BEGIN

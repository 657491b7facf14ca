// SPDX-License-Identifier: PolyForm-Noncommercial-1.0.0
// Copyright (c) 2025 Sylvex. All rights reserved.

//! # Test Harness
//!
//! [`ProxyHarness`] runs one bridge against a device address on
//! ephemeral loopback ports; [`TestClient`] speaks raw Modbus TCP to
//! the proxy the way an external client library would.

use std::net::SocketAddr;
use std::time::Duration;

use tokio::io::{AsyncReadExt, AsyncWriteExt};
use tokio::net::TcpStream;
use tokio::sync::broadcast;
use tokio::task::JoinHandle;

use mbmux_core::{Bridge, DeviceEndpoint, ProxyResult};

// =============================================================================
// ProxyHarness
// =============================================================================

/// Default device timeout for tests, short enough that timeout tests
/// finish quickly.
pub const TEST_TIMEOUT: Duration = Duration::from_millis(500);

/// One running bridge on an ephemeral port.
pub struct ProxyHarness {
    proxy_addr: SocketAddr,
    shutdown_tx: broadcast::Sender<()>,
    serve_task: JoinHandle<ProxyResult<()>>,
}

impl ProxyHarness {
    /// Starts a bridge fronting a TCP device with the default test
    /// timeout.
    pub async fn start(device_addr: SocketAddr) -> Self {
        Self::start_with_endpoint(
            DeviceEndpoint::tcp(device_addr.ip().to_string(), device_addr.port())
                .with_timeout(TEST_TIMEOUT),
        )
        .await
    }

    /// Starts a bridge for an arbitrary endpoint.
    pub async fn start_with_endpoint(endpoint: DeviceEndpoint) -> Self {
        let bridge = Bridge::bind("127.0.0.1:0", endpoint).await.unwrap();
        let proxy_addr = bridge.local_addr();

        let (shutdown_tx, shutdown_rx) = broadcast::channel(1);
        let serve_task = tokio::spawn(bridge.serve(shutdown_rx));

        Self {
            proxy_addr,
            shutdown_tx,
            serve_task,
        }
    }

    /// Returns the proxy's listen address.
    pub fn addr(&self) -> SocketAddr {
        self.proxy_addr
    }

    /// Connects a new client to the proxy.
    pub async fn client(&self) -> TestClient {
        TestClient::connect(self.proxy_addr).await
    }

    /// Signals shutdown and waits for the bridge to stop.
    pub async fn shutdown(self) {
        let _ = self.shutdown_tx.send(());
        self.serve_task.await.unwrap().unwrap();
    }
}

// =============================================================================
// TestClient
// =============================================================================

/// A raw Modbus TCP client.
pub struct TestClient {
    stream: TcpStream,
}

impl TestClient {
    /// Connects to an address.
    pub async fn connect(addr: SocketAddr) -> Self {
        let stream = TcpStream::connect(addr).await.unwrap();
        stream.set_nodelay(true).ok();
        Self { stream }
    }

    /// Sends raw bytes.
    pub async fn send(&mut self, bytes: &[u8]) {
        self.stream.write_all(bytes).await.unwrap();
    }

    /// Reads exactly one frame using the MBAP length prefix.
    pub async fn read_frame(&mut self) -> std::io::Result<Vec<u8>> {
        let mut prefix = [0u8; 6];
        self.stream.read_exact(&mut prefix).await?;
        let body_len = u16::from_be_bytes([prefix[4], prefix[5]]) as usize;

        let mut frame = vec![0u8; 6 + body_len];
        frame[..6].copy_from_slice(&prefix);
        self.stream.read_exact(&mut frame[6..]).await?;
        Ok(frame)
    }

    /// Sends a request and waits for its reply.
    pub async fn exchange(&mut self, request: &[u8]) -> std::io::Result<Vec<u8>> {
        self.send(request).await;
        self.read_frame().await
    }

    /// Asserts that the connection closes without delivering more data.
    pub async fn expect_closed(mut self) {
        let mut buf = Vec::new();
        let n = self.stream.read_to_end(&mut buf).await.unwrap_or(0);
        assert_eq!(n, 0, "expected a bare close, got {} bytes", n);
    }
}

END

# Work item
The expected result is an exact transcription of the lines from the one containing "self.read_frame().await" through the end of the records above; please include both ends.

# Task output
        self.read_frame().await
    }

    /// Asserts that the connection closes without delivering more data.
    pub async fn expect_closed(mut self) {
        let mut buf = Vec::new();
        let n = self.stream.read_to_end(&mut buf).await.unwrap_or(0);
        assert_eq!(n, 0, "expected a bare close, got {} bytes", n);
    }
}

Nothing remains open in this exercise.